This Agreement shall be and remain in full force and effect until such time as the
Authority and each of the Customers agree to cease operation of the System but in no case
before all Authority Bonds are no longer outstanding provided, however, this Agreement may
be modified by amendment agreed to by the parties and approved by all the Customers and
Orlando, but no amendments shall reduce the payments required to be made to the Authority
to such extent as to impair the debt service requirements of the Authority Bonds or the fiscal
ability of the Authority to operate and maintain the System in its most efficient manner. No
amendment to this agreement shall be made without a similar amendment to the corresponding
Agreement with each Customer executed with the same formality as this Agreement.
This Agreement may be assigned by the Customer with the written permission of the
Authority (which shall not be unreasonably withheld) upon a showing satisfactory to the
Authority that the assignee has a capability equal to that of the assignor to fully comply with all
assignor's covenants and agreements herein and upon submission to the Authority of a written
assumption by the assignee of all the obligations of the assignor under this Agreement;
provided, however, if the assignee is a private utility Customer such private utility Customer
shall execute, as a condition of agreement, the form of contract executed by other private utility
Customer(s).

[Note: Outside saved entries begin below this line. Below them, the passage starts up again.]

//! A single, fixed-capacity generation of the growable table.
//!
//! `BaseTable` implements open addressing over an array of [`Slot`]s. It
//! knows nothing about growth: once full, its operations report
//! [`OpCode::UnsuccessFull`] and the caller (a [`Handle`]) is responsible
//! for triggering a migration to a larger generation. This mirrors growt's
//! `base_circular`/`base_linear` split between the addressing scheme and
//! the migration-aware wrapper around it.
//!
//! [`Handle`]: crate::handle::Handle

use crate::array::Array;
use crate::key::is_valid_user_key;
use crate::key::mix;
use crate::params::Capacity;
use crate::params::Mapping;
use crate::params::Params;
use crate::params::Probing;
use crate::slot::Slot;
use crate::slot::UpdateOutcome;
use crate::sync::atomic::AtomicUsize;
use crate::sync::atomic::Ordering;
use crate::word::AtomicUpdate;
use crate::word::Word;
use crate::code::OpCode;

/// The result of a key lookup.
pub(crate) enum Lookup<V> {
  Found(V),
  NotFound,
  Invalid,
}

pub(crate) struct BaseTable<V, P>
where
  V: Word,
  P: Params,
{
  /// Addressable (home-index) capacity; always a power of two.
  capacity: usize,
  /// Total slot count, including any overflow tail.
  alloc_len: usize,
  bitmask: usize,
  home_shift: u32,
  slots: Array<Slot<V>>,
  /// Next unclaimed index into the migration sweep; shared by every
  /// helper migrating this generation away.
  pub(crate) migration_cursor: AtomicUsize,
  /// Monotonically increasing generation id.
  pub(crate) version: u64,
  marker: core::marker::PhantomData<P>,
}

impl<V, P> BaseTable<V, P>
where
  V: Word,
  P: Params,
{
  pub(crate) fn new(capacity: Capacity, version: u64) -> Self {
    let capacity: usize = capacity.as_usize();
    let overflow: usize = match P::PROBING {
      Probing::Cyclic => 0,
      Probing::LinearWithOverflow => crate::params::OVERFLOW_TAIL,
    };
    let alloc_len: usize = capacity + overflow;

    Self {
      capacity,
      alloc_len,
      bitmask: capacity - 1,
      home_shift: 64 - capacity.trailing_zeros(),
      slots: Array::new(alloc_len, |_| Slot::new_empty()),
      migration_cursor: AtomicUsize::new(0),
      version,
      marker: core::marker::PhantomData,
    }
  }

  #[inline]
  pub(crate) const fn cap(&self) -> usize {
    self.capacity
  }

  #[inline]
  pub(crate) const fn alloc_len(&self) -> usize {
    self.alloc_len
  }

  #[inline]
  pub(crate) fn slot_at(&self, index: usize) -> &Slot<V> {
    // SAFETY: every caller derives `index` from `home_index`/`next_index`,
    // both of which stay within `0..self.alloc_len`.
    unsafe { self.slots.get_unchecked(index) }
  }

  #[inline]
  fn home_index(&self, key: u64) -> usize {
    let hash: u64 = mix(key);
    match P::MAPPING {
      Mapping::LowBits => (hash as usize) & self.bitmask,
      Mapping::HighBits => (hash >> self.home_shift) as usize,
    }
  }

  #[inline]
  fn next_index(&self, index: usize) -> Option<usize> {
    match P::PROBING {
      Probing::Cyclic => Some((index + 1) & self.bitmask),
      Probing::LinearWithOverflow => {
        let next: usize = index + 1;
        if next < self.alloc_len {
          Some(next)
        } else {
          None
        }
      }
    }
  }

  /// Iterates over a key's full probe sequence, bounded to one pass over
  /// the table so a pathologically full table can never spin forever.
  fn probe_limit(&self) -> usize {
    self.alloc_len
  }

  pub(crate) fn insert(&self, key: u64, value: V) -> OpCode {
    debug_assert!(is_valid_user_key(key));

    let mut index: usize = self.home_index(key);
    let mut steps: usize = 0;

    loop {
      let slot = self.slot_at(index);
      let snapshot = slot.load(Ordering::Acquire);

      if snapshot.key.is_marked() {
        return OpCode::UnsuccessInvalid;
      }

      if snapshot.key.is_live() {
        if snapshot.key.compare_key(key) {
          return OpCode::UnsuccessAlready;
        }
      } else if snapshot.key.is_deleted() {
        if !P::GROWTH_SUPPORTED {
          match slot.try_reclaim(key, value) {
            Ok(()) => return OpCode::SuccessIn,
            Err(found) => {
              if found.key.is_marked() {
                return OpCode::UnsuccessInvalid;
              }
              continue;
            }
          }
        }
      } else {
        match slot.try_claim(key, value) {
          Ok(()) => return OpCode::SuccessIn,
          Err(found) => {
            if found.key.is_marked() {
              return OpCode::UnsuccessInvalid;
            }
            continue;
          }
        }
      }

      steps += 1;
      index = match self.next_index(index) {
        Some(next) => next,
        None => return OpCode::UnsuccessFull,
      };

      if steps >= self.probe_limit() {
        return OpCode::UnsuccessFull;
      }
    }
  }

  pub(crate) fn find(&self, key: u64) -> Lookup<V> {
    let mut index: usize = self.home_index(key);
    let mut steps: usize = 0;

    loop {
      let slot = self.slot_at(index);
      let snapshot = slot.load(Ordering::Acquire);

      if snapshot.key.is_marked() {
        return Lookup::Invalid;
      }

      if snapshot.key.is_live() && snapshot.key.compare_key(key) {
        return Lookup::Found(slot.value(Ordering::Acquire));
      }

      if snapshot.key.is_empty() {
        return Lookup::NotFound;
      }

      steps += 1;
      index = match self.next_index(index) {
        Some(next) => next,
        None => return Lookup::NotFound,
      };

      if steps >= self.probe_limit() {
        return Lookup::NotFound;
      }
    }
  }

  pub(crate) fn update<F>(&self, key: u64, f: F) -> (OpCode, Option<V>)
  where
    F: Fn(V) -> V,
  {
    let mut index: usize = self.home_index(key);
    let mut steps: usize = 0;

    loop {
      let slot = self.slot_at(index);
      let snapshot = slot.load(Ordering::Acquire);

      if snapshot.key.is_marked() {
        return (OpCode::UnsuccessInvalid, None);
      }

      if snapshot.key.is_live() && snapshot.key.compare_key(key) {
        return match slot.atomic_update(f) {
          UpdateOutcome::Updated(value) => (OpCode::SuccessUp, Some(value)),
          UpdateOutcome::Invalid => (OpCode::UnsuccessInvalid, None),
        };
      }

      if snapshot.key.is_empty() {
        return (OpCode::UnsuccessNotFound, None);
      }

      steps += 1;
      index = match self.next_index(index) {
        Some(next) => next,
        None => return (OpCode::UnsuccessNotFound, None),
      };

      if steps >= self.probe_limit() {
        return (OpCode::UnsuccessNotFound, None);
      }
    }
  }

  pub(crate) fn update_atomic<F>(&self, key: u64, f: &F) -> (OpCode, Option<V>)
  where
    F: AtomicUpdate<V>,
  {
    let mut index: usize = self.home_index(key);
    let mut steps: usize = 0;

    loop {
      let slot = self.slot_at(index);
      let snapshot = slot.load(Ordering::Acquire);

      if snapshot.key.is_marked() {
        return (OpCode::UnsuccessInvalid, None);
      }

      if snapshot.key.is_live() && snapshot.key.compare_key(key) {
        return match slot.atomic_update_fast(f) {
          UpdateOutcome::Updated(value) => (OpCode::SuccessUp, Some(value)),
          UpdateOutcome::Invalid => (OpCode::UnsuccessInvalid, None),
        };
      }

      if snapshot.key.is_empty() {
        return (OpCode::UnsuccessNotFound, None);
      }

      steps += 1;
      index = match self.next_index(index) {
        Some(next) => next,
        None => return (OpCode::UnsuccessNotFound, None),
      };

      if steps >= self.probe_limit() {
        return (OpCode::UnsuccessNotFound, None);
      }
    }
  }

  pub(crate) fn insert_or_update<F>(&self, key: u64, value: V, f: F) -> (OpCode, Option<V>)
  where
    F: Fn(V) -> V,
  {
    debug_assert!(is_valid_user_key(key));

    let mut index: usize = self.home_index(key);
    let mut steps: usize = 0;

    loop {
      let slot = self.slot_at(index);
      let snapshot = slot.load(Ordering::Acquire);

      if snapshot.key.is_marked() {
        return (OpCode::UnsuccessInvalid, None);
      }

      if snapshot.key.is_live() {
        if snapshot.key.compare_key(key) {
          return match slot.atomic_update(f) {
            UpdateOutcome::Updated(v) => (OpCode::SuccessUp, Some(v)),
            UpdateOutcome::Invalid => (OpCode::UnsuccessInvalid, None),
          };
        }
      } else if snapshot.key.is_deleted() {
        if !P::GROWTH_SUPPORTED {
          match slot.try_reclaim(key, value) {
            Ok(()) => return (OpCode::SuccessIn, Some(value)),
            Err(found) => {
              if found.key.is_marked() {
                return (OpCode::UnsuccessInvalid, None);
              }
              continue;
            }
          }
        }
      } else {
        match slot.try_claim(key, value) {
          Ok(()) => return (OpCode::SuccessIn, Some(value)),
          Err(found) => {
            if found.key.is_marked() {
              return (OpCode::UnsuccessInvalid, None);
            }
            continue;
          }
        }
      }

      steps += 1;
      index = match self.next_index(index) {
        Some(next) => next,
        None => return (OpCode::UnsuccessFull, None),
      };

      if steps >= self.probe_limit() {
        return (OpCode::UnsuccessFull, None);
      }
    }
  }

  pub(crate) fn erase(&self, key: u64) -> OpCode {
    if !P::DELETIONS_SUPPORTED {
      return OpCode::UnsuccessNotFound;
    }

    let mut index: usize = self.home_index(key);
    let mut steps: usize = 0;

    loop {
      let slot = self.slot_at(index);
      let snapshot = slot.load(Ordering::Acquire);

      if snapshot.key.is_marked() {
        return OpCode::UnsuccessInvalid;
      }

      if snapshot.key.is_live() && snapshot.key.compare_key(key) {
        return match slot.atomic_delete(snapshot.key) {
          Ok(_) => OpCode::SuccessDel,
          Err(found) if found.key.is_marked() => OpCode::UnsuccessInvalid,
          Err(_) => OpCode::UnsuccessNotFound,
        };
      }

      if snapshot.key.is_empty() {
        return OpCode::UnsuccessNotFound;
      }

      steps += 1;
      index = match self.next_index(index) {
        Some(next) => next,
        None => return OpCode::UnsuccessNotFound,
      };

      if steps >= self.probe_limit() {
        return OpCode::UnsuccessNotFound;
      }
    }
  }

  /// As [`BaseTable::erase`], but only deletes if `pred(current_value)` is
  /// `true`. If the predicate rejects the value, reports
  /// [`OpCode::UnsuccessNotFound`]: from the caller's perspective, no
  /// entry matching their deletion condition exists.
  pub(crate) fn erase_if<F>(&self, key: u64, pred: F) -> OpCode
  where
    F: Fn(&V) -> bool,
  {
    if !P::DELETIONS_SUPPORTED {
      return OpCode::UnsuccessNotFound;
    }

    let mut index: usize = self.home_index(key);
    let mut steps: usize = 0;

    loop {
      let slot = self.slot_at(index);
      let snapshot = slot.load(Ordering::Acquire);

      if snapshot.key.is_marked() {
        return OpCode::UnsuccessInvalid;
      }

      if snapshot.key.is_live() && snapshot.key.compare_key(key) {
        let value: V = slot.value(Ordering::Acquire);

        if !pred(&value) {
          return OpCode::UnsuccessNotFound;
        }

        return match slot.atomic_delete(snapshot.key) {
          Ok(_) => OpCode::SuccessDel,
          Err(found) if found.key.is_marked() => OpCode::UnsuccessInvalid,
          Err(_) => OpCode::UnsuccessNotFound,
        };
      }

      if snapshot.key.is_empty() {
        return OpCode::UnsuccessNotFound;
      }

      steps += 1;
      index = match self.next_index(index) {
        Some(next) => next,
        None => return OpCode::UnsuccessNotFound,
      };

      if steps >= self.probe_limit() {
        return OpCode::UnsuccessNotFound;
      }
    }
  }

  /// Iterates live `(key, value)` pairs. Weak: entries inserted or removed
  /// during iteration may or may not be observed.
  pub(crate) fn iter(&self) -> impl Iterator<Item = (u64, V)> + '_ {
    self.slots.as_slice().iter().filter_map(|slot| {
      let snapshot = slot.load(Ordering::Acquire);
      (!snapshot.key.is_marked() && snapshot.key.is_live()).then(|| (snapshot.key.key_bits(), slot.value(Ordering::Acquire)))
    })
  }

  /// Claims the next unswept block of source indices for migration. Covers
  /// the full allocation (including any [`Probing::LinearWithOverflow`]
  /// tail) so that a live key which overflowed past the addressable
  /// capacity is not stranded in the generation being abandoned.
  pub(crate) fn take_migration_block(&self, block_size: usize) -> Option<(usize, usize)> {
    let start: usize = self.migration_cursor.fetch_add(block_size, Ordering::AcqRel);

    if start >= self.alloc_len {
      None
    } else {
      Some((start, (start + block_size).min(self.alloc_len)))
    }
  }
}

Upon such valid execution this Agreement shall become null and void. This
Section shall not affect the rights of the Customer to assign or receive assignment of Committed
Flow of Wastewater from other Customers as herein elsewhere provided.
SECTION 10.
Nothing herein shall be construed so as to impair the full performance of the covenants
of the Customer contained in its contracts with the holders of outstanding bonds of the
Customer.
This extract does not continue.